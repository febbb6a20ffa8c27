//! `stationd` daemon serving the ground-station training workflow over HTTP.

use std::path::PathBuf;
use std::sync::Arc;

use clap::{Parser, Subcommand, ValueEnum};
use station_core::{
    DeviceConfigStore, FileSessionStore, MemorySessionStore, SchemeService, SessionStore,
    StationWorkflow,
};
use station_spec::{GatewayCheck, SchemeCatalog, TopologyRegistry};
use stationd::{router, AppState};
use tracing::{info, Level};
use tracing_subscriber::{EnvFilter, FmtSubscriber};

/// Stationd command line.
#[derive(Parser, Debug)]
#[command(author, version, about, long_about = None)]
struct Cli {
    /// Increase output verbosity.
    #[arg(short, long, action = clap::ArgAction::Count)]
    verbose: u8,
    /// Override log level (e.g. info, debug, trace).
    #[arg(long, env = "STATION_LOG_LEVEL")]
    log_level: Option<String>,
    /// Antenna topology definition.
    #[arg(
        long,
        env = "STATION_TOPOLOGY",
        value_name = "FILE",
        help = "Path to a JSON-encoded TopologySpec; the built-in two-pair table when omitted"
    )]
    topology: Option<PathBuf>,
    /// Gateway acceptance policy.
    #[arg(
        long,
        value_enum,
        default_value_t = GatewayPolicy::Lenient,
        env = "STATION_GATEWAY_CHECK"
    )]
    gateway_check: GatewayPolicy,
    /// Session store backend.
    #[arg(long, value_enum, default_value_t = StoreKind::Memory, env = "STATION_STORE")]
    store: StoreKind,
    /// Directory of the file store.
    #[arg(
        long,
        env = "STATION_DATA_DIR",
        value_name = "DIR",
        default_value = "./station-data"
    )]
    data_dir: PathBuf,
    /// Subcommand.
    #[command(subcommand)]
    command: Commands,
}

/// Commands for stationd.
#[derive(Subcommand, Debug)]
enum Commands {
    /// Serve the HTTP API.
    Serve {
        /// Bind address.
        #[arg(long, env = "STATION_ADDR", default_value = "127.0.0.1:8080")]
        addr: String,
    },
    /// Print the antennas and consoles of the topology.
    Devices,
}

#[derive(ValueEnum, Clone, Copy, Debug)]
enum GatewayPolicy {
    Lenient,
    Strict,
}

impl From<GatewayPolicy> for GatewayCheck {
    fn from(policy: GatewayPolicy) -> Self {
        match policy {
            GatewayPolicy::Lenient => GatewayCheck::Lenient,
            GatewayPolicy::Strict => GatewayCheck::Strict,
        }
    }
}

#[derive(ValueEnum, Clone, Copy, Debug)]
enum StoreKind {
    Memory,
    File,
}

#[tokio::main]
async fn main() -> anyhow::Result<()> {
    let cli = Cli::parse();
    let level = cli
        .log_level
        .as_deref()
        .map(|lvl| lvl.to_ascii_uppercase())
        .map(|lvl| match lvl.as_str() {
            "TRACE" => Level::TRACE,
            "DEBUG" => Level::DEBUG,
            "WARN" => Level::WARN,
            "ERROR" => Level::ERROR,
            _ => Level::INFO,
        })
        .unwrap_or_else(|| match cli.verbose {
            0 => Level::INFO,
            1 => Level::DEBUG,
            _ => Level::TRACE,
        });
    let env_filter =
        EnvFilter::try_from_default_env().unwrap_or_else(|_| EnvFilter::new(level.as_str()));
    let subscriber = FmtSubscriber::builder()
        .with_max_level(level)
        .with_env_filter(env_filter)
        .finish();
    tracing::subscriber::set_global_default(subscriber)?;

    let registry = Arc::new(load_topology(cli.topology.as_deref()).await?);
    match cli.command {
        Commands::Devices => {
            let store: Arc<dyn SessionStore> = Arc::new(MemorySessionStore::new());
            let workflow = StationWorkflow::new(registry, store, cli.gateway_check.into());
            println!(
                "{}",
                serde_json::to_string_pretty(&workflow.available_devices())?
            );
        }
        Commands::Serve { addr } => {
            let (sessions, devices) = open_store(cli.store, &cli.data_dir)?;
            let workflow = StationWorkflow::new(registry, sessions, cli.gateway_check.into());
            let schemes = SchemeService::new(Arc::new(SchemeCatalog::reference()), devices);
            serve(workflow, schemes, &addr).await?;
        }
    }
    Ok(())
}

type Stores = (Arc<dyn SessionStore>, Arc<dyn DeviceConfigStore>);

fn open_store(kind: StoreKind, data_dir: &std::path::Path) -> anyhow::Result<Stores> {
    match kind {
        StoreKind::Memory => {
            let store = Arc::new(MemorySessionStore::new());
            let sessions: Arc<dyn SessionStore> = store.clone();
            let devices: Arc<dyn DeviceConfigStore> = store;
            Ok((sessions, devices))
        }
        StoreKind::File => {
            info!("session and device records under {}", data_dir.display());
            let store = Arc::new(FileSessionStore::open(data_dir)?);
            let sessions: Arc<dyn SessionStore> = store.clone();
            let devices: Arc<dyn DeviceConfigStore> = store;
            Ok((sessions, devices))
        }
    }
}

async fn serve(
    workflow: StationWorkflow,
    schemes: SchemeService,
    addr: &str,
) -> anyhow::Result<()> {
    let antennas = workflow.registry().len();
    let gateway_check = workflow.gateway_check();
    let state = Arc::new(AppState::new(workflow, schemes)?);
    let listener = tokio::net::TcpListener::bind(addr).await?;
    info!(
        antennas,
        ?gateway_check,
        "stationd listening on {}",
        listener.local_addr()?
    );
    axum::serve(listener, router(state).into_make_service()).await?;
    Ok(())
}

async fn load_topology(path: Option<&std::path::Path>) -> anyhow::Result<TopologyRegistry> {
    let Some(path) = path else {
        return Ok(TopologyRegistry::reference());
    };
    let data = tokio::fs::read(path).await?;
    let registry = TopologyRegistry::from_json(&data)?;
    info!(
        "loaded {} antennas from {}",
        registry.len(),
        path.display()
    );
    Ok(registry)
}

################

_Prompt_
Could you restate, word for word, every line from the one containing "let data = tokio::fs::read(path).await?;" through the last line of the records above, and nothing more?

_Exercise response_
    let data = tokio::fs::read(path).await?;
    let registry = TopologyRegistry::from_json(&data)?;
    info!(
        "loaded {} antennas from {}",
        registry.len(),
        path.display()
    );
    Ok(registry)
}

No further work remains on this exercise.